Mintel has released its beauty forecast for the year ahead, and it’s full of surprises, from microneedling and DNA sequencing to luxury care for vulvas. The market research company’s annual report is based on beauty and personal care analysts’ predictions, bolstered by data from 36 markets.

And while beauty may be only skin deep, the research shows just how profoundly consumers have been affected by recent changes. Consumers are finding new definitions of wellness and mental health as they prioritize self-care. And even as they cut back on spending, they’re placing more value on feeling and looking good.

Mintel says these three trends are so strong they’ll likely continue to shape the industry for several years.

*Medicalization of beauty

The beauty business has always been full of faux science, with counter associates wearing fake lab coats. But these days, consumers demand proof, looking for value through ingredient-led products. The pandemic increased the demand for at-home treatments with professional results. And as they return to salons, they want better performance.



Among the trendsetters? Launched this year in China, Youngmay SpaceTime Hydro Lifting System is a micro- needling device that uses serums that mimic mesotherapy -- the injection of vitamins and enzymes– at home.

Shiseido’s Bio-Performance collection uses bio-skin that integrates seamlessly with natural skin to remodel, smooth and firm. It’s also researching skin diagnostics through bacteria, “taking the concept of the ‘biome’ to the next level,” writes Mintel.

Ingredients are key to this trend, with 75% of Chinese women saying they pay close attention to them, while 53% of American consumers research the effectiveness of ingredients. 

*Evolved self-care

“Beauty is intended to be uplifting and can contribute to a post-pandemic sense of self-care that includes sexual wellness, the hormone journey and wellness for every life stage,” Mintel says.
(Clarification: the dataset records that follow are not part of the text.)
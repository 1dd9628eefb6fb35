pub mod common;
#[cfg(feature = "detector-ort")]
mod ort;
mod placeholder;

use std::{
    cmp::Ordering,
    thread,
    time::{Duration, Instant},
};

use anyhow::anyhow;
use crossbeam_channel::{Receiver, RecvTimeoutError, Sender, TryRecvError, TrySendError, bounded};

#[cfg(feature = "detector-ort")]
pub use self::ort::BlazeFaceModel;
pub use self::placeholder::PlaceholderModel;
use super::join_within;
use crate::{
    config::{BackendKind, Config},
    error::PipelineError,
    types::{Detection, DetectionResult, Frame},
};

/// The face-detection capability. Backends return raw detections in frame
/// pixel coordinates; thresholding and ordering happen in [`Detector`].
pub trait FaceModel: Send + 'static {
    fn name(&self) -> &'static str;

    fn run_inference(&mut self, frame: &Frame) -> anyhow::Result<Vec<Detection>>;
}

#[derive(Clone, Debug)]
pub struct DetectorConfig {
    pub confidence_threshold: f32,
    pub max_detections: usize,
    /// Longest `detect` waits for the model on a single frame.
    pub budget: Duration,
    /// Consecutive timeouts after which the detector reports degraded.
    pub degrade_after: u32,
}

impl Default for DetectorConfig {
    fn default() -> Self {
        Self {
            confidence_threshold: 0.7,
            max_detections: 4,
            budget: Duration::from_millis(250),
            degrade_after: 3,
        }
    }
}

type Reply = (u64, anyhow::Result<Vec<Detection>>);

/// Runs a [`FaceModel`] on its own thread with a per-frame time budget.
///
/// At most one frame is ever with the model. When a frame overruns the
/// budget it gets an empty result, following frames are skipped until the
/// model is free again, and the late answer is discarded. Skipped frames
/// count as missed budgets, so a hung model still ends up degraded.
pub struct Detector {
    cfg: DetectorConfig,
    model_name: &'static str,
    request_tx: Option<Sender<Frame>>,
    reply_rx: Receiver<Reply>,
    worker: Option<thread::JoinHandle<()>>,
    in_flight: Option<u64>,
    consecutive_timeouts: u32,
}

impl Detector {
    pub fn spawn(model: Box<dyn FaceModel>, cfg: DetectorConfig) -> anyhow::Result<Self> {
        let (request_tx, request_rx) = bounded::<Frame>(1);
        let (reply_tx, reply_rx) = bounded::<Reply>(1);
        let model_name = model.name();

        let worker = thread::Builder::new()
            .name("face-model".into())
            .spawn(move || run_model_loop(model, request_rx, reply_tx))?;

        log::info!(
            "face detector ready: backend={model_name} threshold={} max_detections={} budget={:?}",
            cfg.confidence_threshold,
            cfg.max_detections,
            cfg.budget
        );

        Ok(Self {
            cfg,
            model_name,
            request_tx: Some(request_tx),
            reply_rx,
            worker: Some(worker),
            in_flight: None,
            consecutive_timeouts: 0,
        })
    }

    pub fn model_name(&self) -> &'static str {
        self.model_name
    }

    /// True while the model keeps overrunning its budget.
    pub fn is_degraded(&self) -> bool {
        self.consecutive_timeouts >= self.cfg.degrade_after
    }

    pub fn detect(&mut self, frame: &Frame) -> Result<DetectionResult, PipelineError> {
        self.detect_with_threshold(frame, self.cfg.confidence_threshold)
    }

    pub fn detect_with_threshold(
        &mut self,
        frame: &Frame,
        confidence_threshold: f32,
    ) -> Result<DetectionResult, PipelineError> {
        if let Some(pending) = self.in_flight {
            match self.reply_rx.try_recv() {
                Ok((sequence, _)) => {
                    log::debug!("discarding late detection for frame {sequence}");
                    self.in_flight = None;
                }
                Err(TryRecvError::Empty) => {
                    log::debug!("model still busy with frame {pending}");
                    self.missed_budget();
                    return Err(PipelineError::DetectorBusy {
                        sequence: frame.sequence,
                    });
                }
                Err(TryRecvError::Disconnected) => return Err(self.model_gone(frame)),
            }
        }

        let Some(request_tx) = self.request_tx.as_ref() else {
            return Err(self.model_gone(frame));
        };
        match request_tx.try_send(frame.clone()) {
            Ok(()) => {}
            Err(TrySendError::Full(_)) => {
                return Err(PipelineError::DetectorBusy {
                    sequence: frame.sequence,
                });
            }
            Err(TrySendError::Disconnected(_)) => return Err(self.model_gone(frame)),
        }

        let deadline = Instant::now() + self.cfg.budget;
        loop {
            let remaining = deadline.saturating_duration_since(Instant::now());
            match self.reply_rx.recv_timeout(remaining) {
                Ok((sequence, reply)) if sequence == frame.sequence => {
                    self.consecutive_timeouts = 0;
                    let detections =
                        reply.map_err(|source| PipelineError::InferenceFailure {
                            sequence,
                            source,
                        })?;
                    return Ok(DetectionResult {
                        sequence: frame.sequence,
                        timestamp: frame.captured_at,
                        detections: filter_detections(
                            detections,
                            confidence_threshold,
                            self.cfg.max_detections,
                        ),
                    });
                }
                Ok((sequence, _)) => {
                    log::debug!("discarding stale detection for frame {sequence}");
                }
                Err(RecvTimeoutError::Timeout) => {
                    self.in_flight = Some(frame.sequence);
                    self.missed_budget();
                    return Err(PipelineError::InferenceTimeout {
                        sequence: frame.sequence,
                        budget: self.cfg.budget,
                    });
                }
                Err(RecvTimeoutError::Disconnected) => return Err(self.model_gone(frame)),
            }
        }
    }

    fn missed_budget(&mut self) {
        self.consecutive_timeouts = self.consecutive_timeouts.saturating_add(1);
        if self.consecutive_timeouts == self.cfg.degrade_after {
            log::warn!(
                "{} missed its {:?} budget {} times in a row, reducing frame rate",
                self.model_name,
                self.cfg.budget,
                self.consecutive_timeouts
            );
        }
    }

    fn model_gone(&self, frame: &Frame) -> PipelineError {
        PipelineError::InferenceFailure {
            sequence: frame.sequence,
            source: anyhow!("{} thread stopped", self.model_name),
        }
    }
}

impl Drop for Detector {
    fn drop(&mut self) {
        self.request_tx.take();
        let Some(handle) = self.worker.take() else {
            return;
        };
        // A hung model must not hold up shutdown; the thread ends with the process.
        if !join_within(handle, self.cfg.budget) {
            log::warn!("{} still running at shutdown, detaching", self.model_name);
        }
    }
}

fn run_model_loop(
    mut model: Box<dyn FaceModel>,
    request_rx: Receiver<Frame>,
    reply_tx: Sender<Reply>,
) {
    while let Some(frame) = recv_latest_frame(&request_rx) {
        let reply = model.run_inference(&frame);
        if reply_tx.send((frame.sequence, reply)).is_err() {
            break;
        }
    }
    log::debug!("{} thread exiting", model.name());
}

fn recv_latest_frame(frame_rx: &Receiver<Frame>) -> Option<Frame> {
    let mut frame = frame_rx.recv().ok()?;
    while let Ok(newer) = frame_rx.try_recv() {
        frame = newer;
    }
    Some(frame)
}

/// Keeps detections at or above the threshold, strongest first, at most
/// `max_detections` of them. Ties keep the model's order.
pub fn filter_detections(
    detections: Vec<Detection>,
    confidence_threshold: f32,
    max_detections: usize,
) -> Vec<Detection> {
    let mut kept: Vec<Detection> = detections
        .into_iter()
        .filter(|d| d.confidence.is_finite() && d.confidence >= confidence_threshold)
        .map(|mut d| {
            d.confidence = d.confidence.clamp(0.0, 1.0);
            d
        })
        .collect();
    kept.sort_by(|a, b| {
        b.confidence
            .partial_cmp(&a.confidence)
            .unwrap_or(Ordering::Equal)
    });
    kept.truncate(max_detections);
    kept
}

/// Builds the configured backend. Loading happens here, before the server
/// starts, so a broken model is a startup error.
pub fn build_model(config: &Config) -> anyhow::Result<Box<dyn FaceModel>> {
    match config.backend {
        BackendKind::Placeholder => Ok(Box::new(PlaceholderModel::default())),
        #[cfg(feature = "detector-ort")]
        BackendKind::Ort => {
            let model_path = crate::model_download::ensure_model_ready(
                &config.resolved_model_path(),
                config.model_url.as_deref(),
                |_evt| {},
            )?;
            let model = BlazeFaceModel::load(
                &model_path,
                config.model_variant,
                config.confidence_threshold,
            )?;
            Ok(Box::new(model))
        }
        #[cfg(not(feature = "detector-ort"))]
        BackendKind::Ort => Err(anyhow!(
            "ONNX face detection requires the `detector-ort` feature"
        )),
    }
}
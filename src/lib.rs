pub mod config;
pub mod error;
pub mod model_download;
pub mod pipeline;
pub mod server;
pub mod types;
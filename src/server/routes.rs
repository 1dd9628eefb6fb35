//! API routes

use std::{
    convert::Infallible,
    sync::atomic::{AtomicU64, Ordering},
};

use axum::{
    Json, Router,
    body::Body,
    extract::State,
    http::{HeaderValue, StatusCode, header},
    response::{
        IntoResponse, Response,
        sse::{Event, KeepAlive, Sse},
    },
    routing::{get, post},
};
use futures_util::{Stream, stream};
use serde::Serialize;
use serde_json::json;
use tower_http::cors::{Any, CorsLayer};

use super::{
    AppState,
    mjpeg::{self, ViewerGuard},
};
use crate::{error::PipelineError, pipeline::hub::Snapshot};

static NEXT_VIEWER_ID: AtomicU64 = AtomicU64::new(1);

/// Focus status as served to clients.
#[derive(Clone, Debug, PartialEq, Serialize)]
pub struct FocusView {
    pub focused: bool,
    pub confidence: f32,
    /// Unix seconds of the last state change.
    pub since: f64,
    pub signal: bool,
    /// Whether the latest processed frame had a face, before debouncing.
    pub face_detected: bool,
    pub sequence: Option<u64>,
}

/// Whether `next` is worth pushing to event-stream clients. Raw per-frame
/// presence flickers, so only the debounced fields count.
fn focus_changed(prev: &FocusView, next: &FocusView) -> bool {
    prev.focused != next.focused
        || prev.signal != next.signal
        || (prev.confidence - next.confidence).abs() >= 0.05
}

impl From<&Snapshot> for FocusView {
    fn from(snapshot: &Snapshot) -> Self {
        Self {
            focused: snapshot.status.is_focused(),
            confidence: (snapshot.status.confidence * 1000.0).round() / 1000.0,
            since: snapshot.status.since_unix_secs(),
            signal: snapshot.status.signal,
            face_detected: snapshot.status.face_detected,
            sequence: snapshot.frame.as_ref().map(|f| f.sequence),
        }
    }
}

#[derive(Clone, Debug, Serialize)]
pub struct StatusView {
    pub running: bool,
    pub camera_active: bool,
    pub camera_signal: bool,
    pub tracking: bool,
    pub degraded: bool,
    pub viewers: usize,
    pub frames_published: u64,
    pub capture_failures: u64,
    pub inference_timeouts: u64,
    pub frames_skipped: u64,
    pub encoding_failures: u64,
    pub version: &'static str,
}

/// Create API router
pub fn create_router(state: AppState) -> Router {
    Router::new()
        .route("/api/video_feed", get(video_feed))
        .route("/api/focus", get(focus))
        .route("/api/focus/stream", get(focus_stream))
        .route("/api/status", get(status))
        .route("/api/tracking/start", post(start_tracking))
        .route("/api/tracking/stop", post(stop_tracking))
        .route("/api/camera/start", post(start_camera))
        .route("/api/camera/stop", post(stop_camera))
        .layer(
            CorsLayer::new()
                .allow_origin(Any)
                .allow_methods(Any)
                .allow_headers(Any),
        )
        .with_state(state)
}

async fn video_feed(State(state): State<AppState>) -> Response {
    let guard = ViewerGuard::new(
        state.viewers.clone(),
        NEXT_VIEWER_ID.fetch_add(1, Ordering::Relaxed),
    );
    let parts = mjpeg::frame_stream(
        state.hub.clone(),
        state.serve_interval,
        state.shutdown.child_token(),
        guard,
    );

    (
        StatusCode::OK,
        [
            (
                header::CONTENT_TYPE,
                HeaderValue::from_static(mjpeg::CONTENT_TYPE),
            ),
            (
                header::CACHE_CONTROL,
                HeaderValue::from_static("no-cache, no-store, must-revalidate"),
            ),
        ],
        Body::from_stream(parts),
    )
        .into_response()
}

async fn focus(State(state): State<AppState>) -> Json<FocusView> {
    Json(FocusView::from(state.hub.current().as_ref()))
}

async fn focus_stream(
    State(state): State<AppState>,
) -> Sse<impl Stream<Item = Result<Event, Infallible>>> {
    let mut ticker = tokio::time::interval(state.status_interval);
    ticker.set_missed_tick_behavior(tokio::time::MissedTickBehavior::Skip);
    let shutdown = state.shutdown.child_token();
    let initial = (state.hub.clone(), ticker, None::<FocusView>, shutdown);

    let events = stream::unfold(initial, |(hub, mut ticker, mut last, shutdown)| async move {
        loop {
            tokio::select! {
                _ = shutdown.cancelled() => return None,
                _ = ticker.tick() => {}
            }

            let view = FocusView::from(hub.current().as_ref());
            if !last.as_ref().is_none_or(|prev| focus_changed(prev, &view)) {
                continue;
            }

            match Event::default().event("focus").json_data(&view) {
                Ok(event) => {
                    last = Some(view);
                    return Some((Ok(event), (hub, ticker, last, shutdown)));
                }
                Err(err) => {
                    let err = PipelineError::StreamWriteFailure {
                        reason: err.to_string(),
                    };
                    log::warn!("{err}");
                    return None;
                }
            }
        }
    });

    Sse::new(events).keep_alive(KeepAlive::default())
}

async fn status(State(state): State<AppState>) -> Json<StatusView> {
    let snapshot = state.hub.current();
    let health = snapshot.health;
    Json(StatusView {
        running: !state.shutdown.is_cancelled(),
        camera_active: health.camera_active,
        camera_signal: snapshot.status.signal,
        tracking: state.controls.tracking.is_enabled(),
        degraded: health.degraded,
        viewers: state.viewers.load(Ordering::Acquire),
        frames_published: health.frames_published,
        capture_failures: health.capture_failures,
        inference_timeouts: health.inference_timeouts,
        frames_skipped: health.frames_skipped,
        encoding_failures: health.encoding_failures,
        version: env!("CARGO_PKG_VERSION"),
    })
}

async fn start_tracking(State(state): State<AppState>) -> impl IntoResponse {
    set_tracking(&state, true)
}

async fn stop_tracking(State(state): State<AppState>) -> impl IntoResponse {
    set_tracking(&state, false)
}

fn set_tracking(state: &AppState, enabled: bool) -> Json<serde_json::Value> {
    let previous = state.controls.tracking.set(enabled);
    if previous != enabled {
        log::info!(
            "face tracking {} by request",
            if enabled { "enabled" } else { "disabled" }
        );
    }
    Json(json!({
        "tracking": enabled,
        "changed": previous != enabled,
    }))
}

async fn start_camera(State(state): State<AppState>) -> impl IntoResponse {
    set_camera(&state, true)
}

async fn stop_camera(State(state): State<AppState>) -> impl IntoResponse {
    set_camera(&state, false)
}

/// The worker acquires or releases the device on its next iteration;
/// `camera_active` on `/api/status` reports when that happened.
fn set_camera(state: &AppState, enabled: bool) -> Json<serde_json::Value> {
    let previous = state.controls.camera.set(enabled);
    if previous != enabled {
        log::info!(
            "camera {} by request",
            if enabled { "started" } else { "stopped" }
        );
    }
    Json(json!({
        "camera": enabled,
        "changed": previous != enabled,
    }))
}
Increasingly, consumers expect this expanding universe of care to be available to everyone. “It’s critical to ensure that all consumers feel seen and spoken to. Identity, representation and body positivity are changing how consumers see themselves.”
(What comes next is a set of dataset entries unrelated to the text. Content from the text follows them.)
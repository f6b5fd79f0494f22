//! Constants for the `gz` application.

/// Name of the configuration file, relative to the repository root.
pub(crate) const CONFIG_FILE_NAME: &str = ".gitzen.toml";

/// Namespace prefix for generated pull request branches.
pub(crate) const BRANCH_NAMESPACE: &str = "gitzen/pr";

/// Namespace for the per-token patch refs, used as cherry-pick sources.
pub(crate) const PATCH_REF_NAMESPACE: &str = "refs/gitzen/patches";

/// Commit message trailer carrying the durable identifier.
pub(crate) const ZEN_TOKEN_TRAILER: &str = "zen-token:";

/// Title prefix marking a commit as work-in-progress.
pub(crate) const WIP_PREFIX: &str = "WIP ";

/// Comment left on a pull request when its backing commit has been deleted.
pub(crate) const CLOSE_COMMENT: &str = "Closing pull request: commit has gone away";

/// Marker emitted by `git` when a cherry-pick or rebase hits a textual conflict.
pub(crate) const CONFLICT_MARKER: &str = "CONFLICT";

/// Marker emitted by `git` when a cherry-pick resolves to an empty commit.
pub(crate) const EMPTY_CHERRY_PICK_MARKER: &str = "The previous cherry-pick is now empty";

/// Marker emitted by `git` when a fast-forward pull is rejected.
pub(crate) const PULL_REJECTED_MARKER: &str = "! [rejected]";

/// Contents of the commit-msg hook installed by `gz init`.
pub(crate) const COMMIT_MSG_HOOK: &str = "#!/usr/bin/env bash\ngz hook \"$1\"\n";
//! Scripted in-memory environments and object mothers shared by the unit
//! tests. Compiled for tests only.

use crate::{
    branches,
    errors::ZenResult,
    git::GitEnv,
    github::{GithubCommit, GithubEnv, GithubInfo, PullRequest},
    types::{
        CommitBody, CommitHash, CommitTitle, GitBranchName, GithubRepoId, GithubUsername,
        PullRequestBody, PullRequestId, PullRequestMergeable, PullRequestNumber,
        PullRequestReviewDecision, PullRequestTitle, ZenToken,
    },
};
use std::collections::{HashMap, VecDeque};
use std::sync::Mutex;

/// A [GitEnv] that records every invocation and replays scripted output.
///
/// Responses registered with [FakeGitEnv::on] are keyed on the full
/// argument list and consumed one per call. Unscripted invocations are
/// still recorded and return empty output, which keeps tests focused on
/// the commands whose stdout actually drives a decision.
pub struct FakeGitEnv {
    responses: Mutex<HashMap<String, VecDeque<Vec<String>>>>,
    requests: Mutex<Vec<String>>,
}

impl FakeGitEnv {
    pub fn new() -> Self {
        Self {
            responses: Mutex::new(HashMap::new()),
            requests: Mutex::new(Vec::new()),
        }
    }

    /// Queues `response` for the next invocation of `git args`.
    pub fn on(self, args: &[&str], response: &[&str]) -> Self {
        self.responses
            .lock()
            .unwrap()
            .entry(args.join(" "))
            .or_default()
            .push_back(response.iter().map(|line| (*line).to_owned()).collect());
        self
    }

    /// Every invocation so far, as joined argument lists, oldest first.
    pub fn requests(&self) -> Vec<String> {
        self.requests.lock().unwrap().clone()
    }
}

impl GitEnv for FakeGitEnv {
    fn git(&self, args: &[&str]) -> ZenResult<Vec<String>> {
        let key = args.join(" ");
        self.requests.lock().unwrap().push(key.clone());
        let response = self
            .responses
            .lock()
            .unwrap()
            .get_mut(&key)
            .and_then(|queue| queue.pop_front());
        Ok(response.unwrap_or_default())
    }
}

/// A [GithubEnv] that serves a prepared [GithubInfo] and records every
/// mutation for the test to assert on.
pub struct FakeGithubEnv {
    pub info: GithubInfo,
    pub created: Mutex<Vec<(GitBranchName, GitBranchName, CommitTitle, CommitBody)>>,
    pub updated: Mutex<Vec<(PullRequestNumber, GitBranchName, CommitTitle, CommitBody)>>,
    pub closed_with_comment: Mutex<Vec<(PullRequestNumber, String)>>,
    pub merged: Mutex<Vec<(PullRequestNumber, CommitHash)>>,
    next_number: Mutex<u64>,
}

impl FakeGithubEnv {
    pub fn with_pull_requests(pull_requests: Vec<PullRequest>) -> Self {
        Self {
            info: GithubInfo {
                username: GithubUsername::new("some-user"),
                repo_id: GithubRepoId::new("REPO_ID"),
                pull_requests,
            },
            ..Self::default()
        }
    }
}

impl Default for FakeGithubEnv {
    fn default() -> Self {
        Self {
            info: GithubInfo {
                username: GithubUsername::new("some-user"),
                repo_id: GithubRepoId::new("REPO_ID"),
                pull_requests: Vec::new(),
            },
            created: Mutex::new(Vec::new()),
            updated: Mutex::new(Vec::new()),
            closed_with_comment: Mutex::new(Vec::new()),
            merged: Mutex::new(Vec::new()),
            next_number: Mutex::new(100),
        }
    }
}

impl GithubEnv for FakeGithubEnv {
    async fn fetch_info(&self) -> ZenResult<GithubInfo> {
        Ok(self.info.clone())
    }

    async fn create_pr(
        &self,
        head: &GitBranchName,
        base: &GitBranchName,
        title: &CommitTitle,
        body: &CommitBody,
    ) -> ZenResult<PullRequestNumber> {
        self.created.lock().unwrap().push((
            head.clone(),
            base.clone(),
            title.clone(),
            body.clone(),
        ));
        let mut next = self.next_number.lock().unwrap();
        *next += 1;
        Ok(PullRequestNumber::new(*next))
    }

    async fn update_pr(
        &self,
        number: PullRequestNumber,
        base: &GitBranchName,
        title: &CommitTitle,
        body: &CommitBody,
    ) -> ZenResult<()> {
        self.updated.lock().unwrap().push((
            number,
            base.clone(),
            title.clone(),
            body.clone(),
        ));
        Ok(())
    }

    async fn close_pr_with_comment(
        &self,
        number: PullRequestNumber,
        comment: &str,
    ) -> ZenResult<()> {
        self.closed_with_comment
            .lock()
            .unwrap()
            .push((number, comment.to_owned()));
        Ok(())
    }

    async fn merge_squash(
        &self,
        number: PullRequestNumber,
        head_hash: &CommitHash,
    ) -> ZenResult<()> {
        self.merged.lock().unwrap().push((number, head_hash.clone()));
        Ok(())
    }
}

/// A 40-character hash derived from an 8-character token.
pub fn hash_for(token: &str) -> CommitHash {
    CommitHash::new(token.repeat(5))
}

/// A local stack commit carrying `token` in its message trailer.
pub fn gen_commit(token: &str) -> crate::stack::GitCommit {
    crate::stack::GitCommit {
        zen_token: ZenToken::new(token),
        hash: hash_for(token),
        title: CommitTitle::new(format!("Commit {token}")),
        body: CommitBody::new(format!("A test body.\n\nzen-token:{token}")),
        wip: false,
    }
}

/// An open pull request tracking `token`, shaped the way the GraphQL query
/// reports one.
pub fn gen_pr(token: &str, number: u64) -> PullRequest {
    let author = GithubUsername::new("some-user");
    PullRequest {
        id: PullRequestId::new(format!("PR_{number}")),
        zen_token: ZenToken::new(token),
        number: PullRequestNumber::new(number),
        author: author.clone(),
        title: PullRequestTitle::new(format!("Commit {token}")),
        body: PullRequestBody::new(format!("A test body.\n\nzen-token:{token}")),
        base_ref: GitBranchName::new("master"),
        head_ref: branches::pr_branch(&author, "master", &ZenToken::new(token)),
        head_hash: hash_for(token),
        mergeable: PullRequestMergeable::new("MERGEABLE"),
        review_decision: PullRequestReviewDecision::new("APPROVED"),
        repo_id: GithubRepoId::new("REPO_ID"),
        commits: vec![GithubCommit {
            zen_token: Some(ZenToken::new(token)),
            hash: hash_for(token),
            title: CommitTitle::new(format!("Commit {token}")),
            body: CommitBody::new(format!("A test body.\n\nzen-token:{token}")),
        }],
    }
}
In the U.S., 72% of consumers now believe beauty standards are defined too rigidly, and 57% want to see more beauty products for people with mobility challenges.
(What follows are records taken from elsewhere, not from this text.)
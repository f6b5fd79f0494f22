//! Error taxonomy for the `gz` application.
//!
//! Every fatal condition aborts the pipeline with a distinct variant; `main`
//! maps the variant to a stable process exit status. Side effects already
//! committed (pushed branches, patch records, closed PRs) are left as-is:
//! each is idempotently re-derivable on the next run.

use crate::types::{CommitHash, GitBranchName, PullRequestNumber, ZenToken};
use thiserror::Error;

/// Result type alias for the `gz` application.
pub type ZenResult<T> = Result<T, ZenError>;

/// All fatal conditions recognised by `gz`.
#[derive(Debug, Error)]
pub enum ZenError {
    /// The current working directory is not inside a git repository.
    #[error("Not in a git repository.")]
    NotInRepository,
    /// `HEAD` is detached or otherwise not a named branch.
    #[error("Unable to determine the current branch.")]
    NoCurrentBranch,
    /// A commit in the target range has no zen-token trailer.
    #[error(
        "Commit {0} has no zen-token. Is the commit-msg hook installed? Run `gz init` and amend."
    )]
    MissingZenToken(CommitHash),
    /// Two commits in the stack carry the same zen-token.
    #[error("Duplicate zen-token {0} in the commit stack. History is corrupt.")]
    DuplicateZenToken(ZenToken),
    /// The local branch has no remote counterpart in configuration.
    #[error("No remote branch found for local branch `{0}`.")]
    RemoteBranchNotFound(GitBranchName),
    /// The user is sitting on a generated `gitzen/pr/...` branch.
    #[error("Branch `{0}` is a generated pull request branch. Switch to your own branch first.")]
    RemoteBranchCheckedOut(GitBranchName),
    /// A cherry-pick or rebase produced an unresolved conflict.
    #[error("Conflict while building branch `{0}`. Resolve it manually and re-run `gz push`.")]
    PublishConflict(GitBranchName),
    /// A fast-forward pull after a squash-merge was rejected by the remote.
    #[error("Pull of `{0}` was rejected by the remote. Update it manually.")]
    FetchRejected(GitBranchName),
    /// The local commit no longer matches the pull request's head.
    #[error(
        "Local commit {commit} does not match pull request {number}. Run `gz push` and retry."
    )]
    StaleLocalVsRemote {
        /// The local commit hash.
        commit: CommitHash,
        /// The out-of-date pull request.
        number: PullRequestNumber,
    },
    /// A pull request body carries no recoverable zen-token.
    #[error("Pull request body for commit {0} has no zen-token; it could not be re-paired later.")]
    UntokenedPullRequest(CommitHash),
    /// Filesystem failure, including patch record writes.
    #[error(transparent)]
    Io(#[from] std::io::Error),
    /// Failure inside libgit2.
    #[error(transparent)]
    Git(#[from] git2::Error),
    /// The GitHub token is not available in the environment.
    #[error("GITHUB_TOKEN environment variable must be set.")]
    MissingGithubToken,
    /// Failure talking to GitHub.
    #[error(transparent)]
    Github(#[from] octocrab::Error),
    /// Malformed configuration file.
    #[error("Malformed configuration: {0}")]
    Config(#[from] toml::de::Error),
    /// Unserializable configuration, only plausible on pathological input.
    #[error("Unable to write configuration: {0}")]
    ConfigWrite(#[from] toml::ser::Error),
    /// Malformed GraphQL response.
    #[error("Malformed GitHub response: {0}")]
    Json(#[from] serde_json::Error),
    /// An interactive prompt failed or was cancelled.
    #[error(transparent)]
    Prompt(#[from] inquire::InquireError),
}

impl ZenError {
    /// Maps the error to its process exit status. The codes are stable and
    /// documented; scripts may rely on them.
    pub const fn exit_code(&self) -> i32 {
        match self {
            Self::NotInRepository => 2,
            Self::NoCurrentBranch => 3,
            Self::MissingZenToken(_) => 4,
            Self::RemoteBranchNotFound(_) => 5,
            Self::RemoteBranchCheckedOut(_) => 6,
            Self::PublishConflict(_) => 7,
            Self::FetchRejected(_) => 8,
            Self::StaleLocalVsRemote { .. } => 9,
            Self::DuplicateZenToken(_) => 10,
            Self::UntokenedPullRequest(_) => 11,
            Self::Io(_)
            | Self::Git(_)
            | Self::MissingGithubToken
            | Self::Github(_)
            | Self::Config(_)
            | Self::ConfigWrite(_)
            | Self::Json(_)
            | Self::Prompt(_) => 1,
        }
    }
}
Gender, sexuality and hormones are all very much a part of the wellness conversation. The world’s first luxury intimate care brand recently opened a physical store in Singapore. TwoL(i)ps focuses on vulva care, offering hydrating products and charcoal-activated masks.

In the U.K., health food retailer Holland & Barratt trained more than 4,000 menopause advisers to offer free consultations.

And Vitalbeautie, a Korean beauty-food brand, claims its products are based on research about traditional ingredients and modern technology while considering customers’ age, gender, body shape, psychology and lifestyle.

The self-care conversation is already moving to the community level, “as people recognize the importance of helping one another to help everyone live better and feel better. This concept will apply to everyone, regardless of age, gender or life stage,” Mintel says.

Shiro, a Japanese beauty company, has plans to open a concept called “Everyone’s Factory.” Aimed at revitalizing the community, it developed the idea in workshops with residents.

*New rules of engagement

As beauty brands charge into the metaverse, Mintel says it’s clear that beauty consumers now expect disruption. Playing with products makes consumers feel good, and brands look for new ways to develop rapport.

Foope Fragrance, based in Canada, offers people a five-day trial before purchasing its vegan perfumes. And in Japan, vending machines powered by artificial intelligence are already in use, with large touchscreens and cashless payments.